··· Task inputs ···

use std::collections::BTreeSet;
use std::sync::Arc;

use chrono::{DateTime, Duration, Utc};
use rust_decimal::Decimal;
use sea_orm::{
    ColumnTrait, ConnectionTrait, EntityTrait, QueryFilter, QueryOrder, QuerySelect,
};
use serde::{Deserialize, Serialize};
use tracing::instrument;

use crate::db::DbPool;
use crate::entities::{
    expense::{self, Entity as Expense},
    ingredient::Entity as Ingredient,
    stock_movement::{self, Entity as StockMovement, MovementReason},
};
use crate::errors::ServiceError;
use crate::services::units::UnitConverter;

/// Period COGS summary. The components satisfy the periodic-inventory
/// identity exactly:
/// `cogs = opening_valuation + purchases_cost + other_costs - closing_valuation`.
#[derive(Debug, Clone, PartialEq, Eq, Serialize, Deserialize)]
pub struct CogsSummary {
    pub opening_valuation: Decimal,
    pub purchases_cost: Decimal,
    pub other_costs: Decimal,
    pub closing_valuation: Decimal,
    pub cogs: Decimal,
}

/// Average-cost stock valuation and period COGS over the movement ledger.
/// Pure read path; every quantity is converted to the ingredient's native
/// unit before it enters a sum.
#[derive(Clone)]
pub struct ValuationService {
    db_pool: Arc<DbPool>,
}

impl ValuationService {
    pub fn new(db_pool: Arc<DbPool>) -> Self {
        Self { db_pool }
    }

    /// Net ledger quantity for the key up to and including `at`, in the
    /// ingredient's native unit.
    #[instrument(skip(self))]
    pub async fn cumulative_qty(
        &self,
        shop_id: i64,
        ingredient_id: i64,
        at: DateTime<Utc>,
    ) -> Result<Decimal, ServiceError> {
        let db = self.db_pool.as_ref();
        let converter = UnitConverter::load(db).await?;
        cumulative_qty_with(db, &converter, shop_id, ingredient_id, at).await
    }

    /// Weighted average purchase cost per native unit at `at`:
    /// Σ total_cost / Σ quantity over purchases up to `at`. Falls back to
    /// the most recent non-null `unit_cost` when no purchased quantity
    /// exists, then to zero.
    #[instrument(skip(self))]
    pub async fn average_cost_at(
        &self,
        shop_id: i64,
        ingredient_id: i64,
        at: DateTime<Utc>,
    ) -> Result<Decimal, ServiceError> {
        let db = self.db_pool.as_ref();
        let converter = UnitConverter::load(db).await?;
        average_cost_with(db, &converter, shop_id, ingredient_id, at).await
    }

    /// `cumulative_qty * average_cost_at`.
    #[instrument(skip(self))]
    pub async fn valuation_at(
        &self,
        shop_id: i64,
        ingredient_id: i64,
        at: DateTime<Utc>,
    ) -> Result<Decimal, ServiceError> {
        let db = self.db_pool.as_ref();
        let converter = UnitConverter::load(db).await?;
        valuation_with(db, &converter, shop_id, ingredient_id, at).await
    }

    /// Period cost of goods sold for a shop.
    ///
    /// When `ingredient_ids` is omitted, the relevant set is every
    /// ingredient with ledger activity for the shop in `[from, to]`. When
    /// `other_costs` is omitted, it defaults to the shop's expenses in the
    /// same range.
    #[instrument(skip(self, ingredient_ids))]
    pub async fn compute_cogs(
        &self,
        shop_id: i64,
        from: DateTime<Utc>,
        to: DateTime<Utc>,
        ingredient_ids: Option<Vec<i64>>,
        other_costs: Option<Decimal>,
    ) -> Result<CogsSummary, ServiceError> {
        if from > to {
            return Err(ServiceError::ValidationError(format!(
                "invalid period: {} is after {}",
                from, to
            )));
        }

        let db = self.db_pool.as_ref();
        let converter = UnitConverter::load(db).await?;

        let relevant: Vec<i64> = match ingredient_ids {
            Some(ids) => ids,
            None => active_ingredient_ids(db, shop_id, from, to).await?,
        };

        let opening_at = from - Duration::microseconds(1);

        let mut opening_valuation = Decimal::ZERO;
        let mut closing_valuation = Decimal::ZERO;
        for &ingredient_id in &relevant {
            opening_valuation +=
                valuation_with(db, &converter, shop_id, ingredient_id, opening_at).await?;
            closing_valuation += valuation_with(db, &converter, shop_id, ingredient_id, to).await?;
        }

        let purchases_cost = purchases_cost_in_range(db, shop_id, &relevant, from, to).await?;

        let other_costs = match other_costs {
            Some(costs) => costs,
            None => expenses_in_range(db, shop_id, from, to).await?,
        };

        let cogs = opening_valuation + purchases_cost + other_costs - closing_valuation;

        Ok(CogsSummary {
            opening_valuation,
            purchases_cost,
            other_costs,
            closing_valuation,
            cogs,
        })
    }
}

async fn native_unit_id<C: ConnectionTrait>(
    conn: &C,
    ingredient_id: i64,
) -> Result<i64, ServiceError> {
    Ingredient::find_by_id(ingredient_id)
        .one(conn)
        .await
        .map_err(ServiceError::db_error)?
        .map(|i| i.unit_id)
        .ok_or(ServiceError::IngredientNotFound(ingredient_id))
}

async fn cumulative_qty_with<C: ConnectionTrait>(
    conn: &C,
    converter: &UnitConverter,
    shop_id: i64,
    ingredient_id: i64,
    at: DateTime<Utc>,
) -> Result<Decimal, ServiceError> {
    let native_unit = native_unit_id(conn, ingredient_id).await?;

    let movements = StockMovement::find()
        .filter(stock_movement::Column::ShopId.eq(shop_id))
        .filter(stock_movement::Column::IngredientId.eq(ingredient_id))
        .filter(stock_movement::Column::CreatedAt.lte(at))
        .filter(stock_movement::Column::DeletedAt.is_null())
        .all(conn)
        .await
        .map_err(ServiceError::db_error)?;

    let mut total = Decimal::ZERO;
    for movement in movements {
        total += converter.convert(movement.change, movement.unit_id, native_unit)?;
    }
    Ok(total)
}

async fn average_cost_with<C: ConnectionTrait>(
    conn: &C,
    converter: &UnitConverter,
    shop_id: i64,
    ingredient_id: i64,
    at: DateTime<Utc>,
) -> Result<Decimal, ServiceError> {
    let native_unit = native_unit_id(conn, ingredient_id).await?;

    let purchases = StockMovement::find()
        .filter(stock_movement::Column::ShopId.eq(shop_id))
        .filter(stock_movement::Column::IngredientId.eq(ingredient_id))
        .filter(stock_movement::Column::Reason.eq(MovementReason::Purchase.as_str()))
        .filter(stock_movement::Column::CreatedAt.lte(at))
        .filter(stock_movement::Column::DeletedAt.is_null())
        .all(conn)
        .await
        .map_err(ServiceError::db_error)?;

    let mut qty_sum = Decimal::ZERO;
    let mut cost_sum = Decimal::ZERO;
    for purchase in &purchases {
        qty_sum += converter.convert(purchase.change, purchase.unit_id, native_unit)?;
        if let Some(total_cost) = purchase.total_cost {
            cost_sum += total_cost;
        }
    }

    if !qty_sum.is_zero() {
        return Ok(cost_sum / qty_sum);
    }

    // No purchased quantity: fall back to the latest recorded unit cost.
    let latest_costed = StockMovement::find()
        .filter(stock_movement::Column::ShopId.eq(shop_id))
        .filter(stock_movement::Column::IngredientId.eq(ingredient_id))
        .filter(stock_movement::Column::UnitCost.is_not_null())
        .filter(stock_movement::Column::CreatedAt.lte(at))
        .filter(stock_movement::Column::DeletedAt.is_null())
        .order_by_desc(stock_movement::Column::CreatedAt)
        .order_by_desc(stock_movement::Column::Id)
        .one(conn)
        .await
        .map_err(ServiceError::db_error)?;

    Ok(latest_costed
        .and_then(|m| m.unit_cost)
        .unwrap_or(Decimal::ZERO))
}

async fn valuation_with<C: ConnectionTrait>(
    conn: &C,
    converter: &UnitConverter,
    shop_id: i64,
    ingredient_id: i64,
    at: DateTime<Utc>,
) -> Result<Decimal, ServiceError> {
    let qty = cumulative_qty_with(conn, converter, shop_id, ingredient_id, at).await?;
    let avg_cost = average_cost_with(conn, converter, shop_id, ingredient_id, at).await?;
    Ok(qty * avg_cost)
}

/// Ingredients with any non-deleted ledger activity for the shop in range.
async fn active_ingredient_ids<C: ConnectionTrait>(
    conn: &C,
    shop_id: i64,
    from: DateTime<Utc>,
    to: DateTime<Utc>,
) -> Result<Vec<i64>, ServiceError> {
    let ids: Vec<i64> = StockMovement::find()
        .select_only()
        .column(stock_movement::Column::IngredientId)
        .filter(stock_movement::Column::ShopId.eq(shop_id))
        .filter(stock_movement::Column::CreatedAt.gte(from))
        .filter(stock_movement::Column::CreatedAt.lte(to))
        .filter(stock_movement::Column::DeletedAt.is_null())
        .distinct()
        .into_tuple()
        .all(conn)
        .await
        .map_err(ServiceError::db_error)?;

    // Deterministic summation order regardless of backend.
    Ok(ids.into_iter().collect::<BTreeSet<_>>().into_iter().collect())
}

async fn purchases_cost_in_range<C: ConnectionTrait>(
    conn: &C,
    shop_id: i64,
    ingredient_ids: &[i64],
    from: DateTime<Utc>,
    to: DateTime<Utc>,
) -> Result<Decimal, ServiceError> {
    if ingredient_ids.is_empty() {
        return Ok(Decimal::ZERO);
    }

    let purchases = StockMovement::find()
        .filter(stock_movement::Column::ShopId.eq(shop_id))
        .filter(stock_movement::Column::IngredientId.is_in(ingredient_ids.to_vec()))
        .filter(stock_movement::Column::Reason.eq(MovementReason::Purchase.as_str()))
        .filter(stock_movement::Column::CreatedAt.gte(from))
        .filter(stock_movement::Column::CreatedAt.lte(to))
        .filter(stock_movement::Column::DeletedAt.is_null())
        .all(conn)
        .await
        .map_err(ServiceError::db_error)?;

    Ok(purchases
        .iter()
        .filter_map(|p| p.total_cost)
        .sum::<Decimal>())
}

async fn expenses_in_range<C: ConnectionTrait>(
    conn: &C,
    shop_id: i64,
    from: DateTime<Utc>,
    to: DateTime<Utc>,
) -> Result<Decimal, ServiceError> {
    let expenses = Expense::find()
        .filter(expense::Column::ShopId.eq(shop_id))
        .filter(expense::Column::IncurredAt.gte(from))
        .filter(expense::Column::IncurredAt.lte(to))
        .all(conn)
        .await
        .map_err(ServiceError::db_error)?;

    Ok(expenses.iter().map(|e| e.amount).sum())
}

···

## [Work order]
Say how many lines of the records contain the word "None", and give no other output.

## [Task result]
2